Item 12. Security Ownership of Certain Beneficial Owners and Management.
The information required by this item is included under the caption
"Ownership of Securities" in the Company's Proxy Statement for the 2002 Annual
Meeting of Stockholders and is incorporated herein by reference.
Item 13. Certain Relationships and Related Transactions.
The information required by this item is included under the caption "Certain
Relationships and Related Transactions" in the Company's Proxy Statement for
the 2002 Annual Meeting of Stockholders and is incorporated herein by reference.
83
PART IV
Item 14. Exhibits, Financial Statement Schedule and Reports on Form 8-K.
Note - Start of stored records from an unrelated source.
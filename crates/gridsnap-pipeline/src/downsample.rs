//! Working-copy downscaling.
//!
//! Photographs straight off a phone are several thousand pixels on a
//! side. Every pass detects and resamples on a working copy whose longest
//! axis is at most `working_resolution`; smaller inputs pass through
//! unchanged.

use std::fmt;

use image::imageops::FilterType;
use serde::{Deserialize, Serialize};

use crate::types::RgbaImage;

/// Resampling filter used when downscaling.
///
/// Ordered from fastest/lowest-quality to slowest/highest-quality,
/// with a `Disabled` variant to skip downscaling entirely.
#[derive(Debug, Clone, Copy, Default, PartialEq, Eq, Serialize, Deserialize)]
pub enum DownsampleFilter {
    /// Skip downscaling regardless of image size.
    Disabled,
    /// Nearest-neighbor: fastest, blocky artifacts.
    Nearest,
    /// Bilinear interpolation: fast, decent quality.
    #[default]
    Triangle,
    /// Bicubic (Catmull-Rom): moderate speed, good quality.
    CatmullRom,
    /// Gaussian: moderate speed, smooth output.
    Gaussian,
    /// Lanczos with 3 lobes: slowest, sharpest.
    Lanczos3,
}

impl DownsampleFilter {
    const fn to_image_filter(self) -> Option<FilterType> {
        match self {
            Self::Disabled => None,
            Self::Nearest => Some(FilterType::Nearest),
            Self::Triangle => Some(FilterType::Triangle),
            Self::CatmullRom => Some(FilterType::CatmullRom),
            Self::Gaussian => Some(FilterType::Gaussian),
            Self::Lanczos3 => Some(FilterType::Lanczos3),
        }
    }
}

impl fmt::Display for DownsampleFilter {
    fn fmt(&self, f: &mut fmt::Formatter<'_>) -> fmt::Result {
        match self {
            Self::Disabled => f.write_str("disabled"),
            Self::Nearest => f.write_str("nearest"),
            Self::Triangle => f.write_str("triangle"),
            Self::CatmullRom => f.write_str("catmull-rom"),
            Self::Gaussian => f.write_str("gaussian"),
            Self::Lanczos3 => f.write_str("lanczos3"),
        }
    }
}

/// Downscale `image` so its longest axis is at most `max_dimension`,
/// preserving aspect ratio.
///
/// Returns the (possibly unchanged) image and whether downscaling was
/// actually applied.
#[must_use]
pub fn downsample(
    image: &RgbaImage,
    max_dimension: u32,
    filter: DownsampleFilter,
) -> (RgbaImage, bool) {
    let Some(image_filter) = filter.to_image_filter() else {
        return (image.clone(), false);
    };

    let (w, h) = image.dimensions();
    let long_axis = w.max(h);
    if long_axis <= max_dimension || max_dimension == 0 {
        return (image.clone(), false);
    }

    let (nw, nh) = scaled_dimensions(w, h, max_dimension);
    let resized = image::imageops::resize(image, nw, nh, image_filter);
    (resized, true)
}

/// Target size for a `w`x`h` image whose long axis becomes `max_dimension`.
#[allow(
    clippy::cast_possible_truncation,
    clippy::cast_sign_loss,
    clippy::cast_precision_loss
)]
fn scaled_dimensions(w: u32, h: u32, max_dimension: u32) -> (u32, u32) {
    let scale = f64::from(max_dimension) / f64::from(w.max(h));
    let nw = (f64::from(w) * scale).round().max(1.0) as u32;
    let nh = (f64::from(h) * scale).round().max(1.0) as u32;
    (nw.min(max_dimension), nh.min(max_dimension))
}

#[cfg(test)]
mod tests {
    use super::*;

    fn test_image(w: u32, h: u32) -> RgbaImage {
        RgbaImage::from_pixel(w, h, image::Rgba([128, 128, 128, 255]))
    }

    #[test]
    fn default_filter_is_triangle() {
        assert_eq!(DownsampleFilter::default(), DownsampleFilter::Triangle);
    }

    #[test]
    fn display_matches_cli_value_names() {
        assert_eq!(DownsampleFilter::CatmullRom.to_string(), "catmull-rom");
        assert_eq!(DownsampleFilter::Disabled.to_string(), "disabled");
    }

    #[test]
    fn no_downsample_when_already_small() {
        let (result, applied) = downsample(&test_image(100, 80), 1000, DownsampleFilter::Triangle);
        assert!(!applied);
        assert_eq!(result.dimensions(), (100, 80));
    }

    #[test]
    fn no_downsample_when_exact_match() {
        let (result, applied) = downsample(&test_image(1000, 640), 1000, DownsampleFilter::Triangle);
        assert!(!applied);
        assert_eq!(result.dimensions(), (1000, 640));
    }

    #[test]
    fn downsample_landscape() {
        let (result, applied) = downsample(&test_image(1024, 768), 256, DownsampleFilter::Triangle);
        assert!(applied);
        assert_eq!(result.dimensions(), (256, 192));
    }

    #[test]
    fn downsample_portrait() {
        let (result, applied) = downsample(&test_image(600, 1200), 256, DownsampleFilter::Triangle);
        assert!(applied);
        assert_eq!(result.dimensions(), (128, 256));
    }

    #[test]
    fn extreme_aspect_ratio_keeps_at_least_one_pixel() {
        let (result, applied) = downsample(&test_image(4000, 1), 100, DownsampleFilter::Nearest);
        assert!(applied);
        assert_eq!(result.dimensions(), (100, 1));
    }

    #[test]
    fn disabled_filter_skips_even_large_image() {
        let (result, applied) = downsample(&test_image(2048, 1536), 1000, DownsampleFilter::Disabled);
        assert!(!applied);
        assert_eq!(result.dimensions(), (2048, 1536));
    }
}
(a) The following documents are filed as part of the Annual Report on Form
10-K:
1. Financial Statements. The following Consolidated Financial Statements
of Credence Systems Corporation are included in Item 8 of this Annual Report
on Form 10-K:
Page
----
Report of Ernst & Young LLP, Independent Auditors........................................... 47
Report of Arthur Andersen LLP, Independent Public Accountants............................... 48
Consolidated Balance Sheets--October 31, 2001 and 2000...................................... 49
Consolidated Statements of Operations--Years Ended October 31, 2001, 2000 and 1999.......... 50
Consolidated Statements of Stockholders' Equity--Years Ended October 31, 2001, 2000 and 1999 52
Consolidated Statements of Cash Flows--Years Ended October 31, 2001, 2000 and 1999.......... 53
Notes to Consolidated Financial Statements.................................................. 54
2. Financial Statement Schedule. The following financial statement
schedule of Credence Systems Corporation, for the years ended October 31,
2001, 2000 and 1999, is filed as part of this Annual Report on Form 10-K and
should be read in conjunction with the Consolidated Financial Statements of
Credence Systems Corporation:
Page
----
Schedule II--Valuation and Qualifying Accounts 87
Schedules other than the one listed above have been omitted since they
are either not required, are not applicable or the required information
is shown in the consolidated financial statements or related notes.
3. Exhibits. See Exhibit Index on page 88.
(b) Reports on Form 8-K were filed during the last quarter of the fiscal
year covered by this Annual Report on Form 10-K. The Company filed a Current
Report on Form 8-K on August 3, 2001 announcing its acquisition of Integrated
Measurement Systems, Inc., effective August 1, 2001.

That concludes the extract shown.